- PROBLEM DETAILS -
Using the entries that follow, give the number of lines containing the string "assembled". Write nothing besides that number.

(Stored data entries)
——

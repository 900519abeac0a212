//! HTTP request/response values and the client that dispatches them.
//!
//! # Design
//! Requests and responses are plain data. `HttpTransport::build_request`
//! produces an `HttpRequest` without touching the network and
//! `HttpTransport::parse_response` consumes an `HttpResponse`, so a host that
//! runs its own I/O can drive the transport directly. `HttpClient` is the one
//! seam where I/O happens; `UreqClient` is the blocking default.

use std::fmt;

use ureq::ResponseExt;

use crate::error::{Result, TransportError};

/// HTTP method for a request.
#[derive(Debug, Clone, Copy, PartialEq, Eq)]
pub enum HttpMethod {
    Get,
    Post,
    Put,
    Patch,
    Delete,
}

impl HttpMethod {
    pub fn as_str(&self) -> &'static str {
        match self {
            HttpMethod::Get => "GET",
            HttpMethod::Post => "POST",
            HttpMethod::Put => "PUT",
            HttpMethod::Patch => "PATCH",
            HttpMethod::Delete => "DELETE",
        }
    }
}

impl fmt::Display for HttpMethod {
    fn fmt(&self, f: &mut fmt::Formatter<'_>) -> fmt::Result {
        f.write_str(self.as_str())
    }
}

/// An HTTP request described as plain data.
#[derive(Debug, Clone, PartialEq, Eq)]
pub struct HttpRequest {
    pub method: HttpMethod,
    pub url: String,
    pub headers: Vec<(String, String)>,
    pub body: Option<String>,
}

impl HttpRequest {
    /// First header value whose name matches `name` case-insensitively.
    pub fn header(&self, name: &str) -> Option<&str> {
        find_header(&self.headers, name)
    }
}

/// An HTTP response described as plain data.
///
/// `url` is the effective URL after redirects; decoded documents resolve
/// relative link URLs against it.
#[derive(Debug, Clone)]
pub struct HttpResponse {
    pub status: u16,
    pub url: String,
    pub headers: Vec<(String, String)>,
    pub body: Vec<u8>,
}

impl HttpResponse {
    pub fn header(&self, name: &str) -> Option<&str> {
        find_header(&self.headers, name)
    }
}

fn find_header<'a>(headers: &'a [(String, String)], name: &str) -> Option<&'a str> {
    headers
        .iter()
        .find(|(key, _)| key.eq_ignore_ascii_case(name))
        .map(|(_, value)| value.as_str())
}

/// Executes exactly one HTTP request.
///
/// Implementations must map every network-level failure to
/// `TransportError::ConnectionFailed` and must not retry. A request that
/// cannot be assembled, such as one with an invalid header value, is
/// `TransportError::InvalidParameters`.
pub trait HttpClient: fmt::Debug + Send + Sync {
    fn execute(&self, request: HttpRequest) -> Result<HttpResponse>;
}

/// Blocking client backed by a `ureq` agent.
///
/// HTTP error statuses are returned as responses rather than errors so the
/// decode step sees every body the server sends.
#[derive(Debug, Clone)]
pub struct UreqClient {
    agent: ureq::Agent,
}

impl UreqClient {
    pub fn new(agent: ureq::Agent) -> Self {
        Self { agent }
    }
}

impl Default for UreqClient {
    fn default() -> Self {
        let agent = ureq::Agent::config_builder()
            .http_status_as_error(false)
            .build()
            .new_agent();
        Self { agent }
    }
}

impl HttpClient for UreqClient {
    fn execute(&self, request: HttpRequest) -> Result<HttpResponse> {
        let HttpRequest {
            method,
            url,
            headers,
            body,
        } = request;
        // A malformed header is rejected while the request is assembled,
        // before any connection is opened.
        let connection_failed = |source: ureq::Error| match source {
            ureq::Error::Http(err) => TransportError::InvalidParameters(err.to_string()),
            source => TransportError::ConnectionFailed {
                url: url.clone(),
                source: Box::new(source),
            },
        };

        let result = match method {
            HttpMethod::Get => with_headers(self.agent.get(&url), &headers).call(),
            HttpMethod::Delete => with_headers(self.agent.delete(&url), &headers).call(),
            HttpMethod::Post => send(with_headers(self.agent.post(&url), &headers), body),
            HttpMethod::Put => send(with_headers(self.agent.put(&url), &headers), body),
            HttpMethod::Patch => send(with_headers(self.agent.patch(&url), &headers), body),
        };
        let mut response = result.map_err(connection_failed)?;

        let status = response.status().as_u16();
        let effective_url = response.get_uri().to_string();
        let headers = response
            .headers()
            .iter()
            .map(|(name, value)| {
                (
                    name.as_str().to_string(),
                    value.to_str().unwrap_or_default().to_string(),
                )
            })
            .collect();
        let body = response.body_mut().read_to_vec().map_err(connection_failed)?;

        Ok(HttpResponse {
            status,
            url: effective_url,
            headers,
            body,
        })
    }
}

fn with_headers<B>(
    mut builder: ureq::RequestBuilder<B>,
    headers: &[(String, String)],
) -> ureq::RequestBuilder<B> {
    for (name, value) in headers {
        builder = builder.header(name.as_str(), value.as_str());
    }
    builder
}

fn send(
    builder: ureq::RequestBuilder<ureq::typestate::WithBody>,
    body: Option<String>,
) -> std::result::Result<ureq::http::Response<ureq::Body>, ureq::Error> {
    match body {
        Some(body) => builder.send(body.as_bytes()),
        None => builder.send_empty(),
    }
}

#[cfg(test)]
mod tests {
    use super::*;

    #[test]
    fn header_lookup_ignores_case() {
        let req = HttpRequest {
            method: HttpMethod::Get,
            url: "http://example.org/".to_string(),
            headers: vec![("User-Agent".to_string(), "Example v1.0".to_string())],
            body: None,
        };
        assert_eq!(req.header("user-agent"), Some("Example v1.0"));
        assert_eq!(req.header("authorization"), None);
    }

    #[test]
    fn method_names_are_uppercase_verbs() {
        assert_eq!(HttpMethod::Patch.to_string(), "PATCH");
        assert_eq!(HttpMethod::Delete.as_str(), "DELETE");
    }

    #[test]
    fn malformed_header_fails_before_connecting() {
        let listener = std::net::TcpListener::bind("127.0.0.1:0").unwrap();
        let addr = listener.local_addr().unwrap();
        drop(listener);

        let req = HttpRequest {
            method: HttpMethod::Get,
            url: format!("http://{addr}/"),
            headers: vec![("authorization".to_string(), "Basic a\nb".to_string())],
            body: None,
        };
        let err = UreqClient::default().execute(req).unwrap_err();
        assert!(matches!(err, TransportError::InvalidParameters(_)), "{err}");
    }

    #[test]
    fn unreachable_host_is_connection_failure() {
        let listener = std::net::TcpListener::bind("127.0.0.1:0").unwrap();
        let addr = listener.local_addr().unwrap();
        drop(listener);

        let req = HttpRequest {
            method: HttpMethod::Get,
            url: format!("http://{addr}/"),
            headers: Vec::new(),
            body: None,
        };
        let err = UreqClient::default().execute(req).unwrap_err();
        assert!(matches!(err, TransportError::ConnectionFailed { .. }));
    }
}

——

- ANSWER TO THIS TASK -
2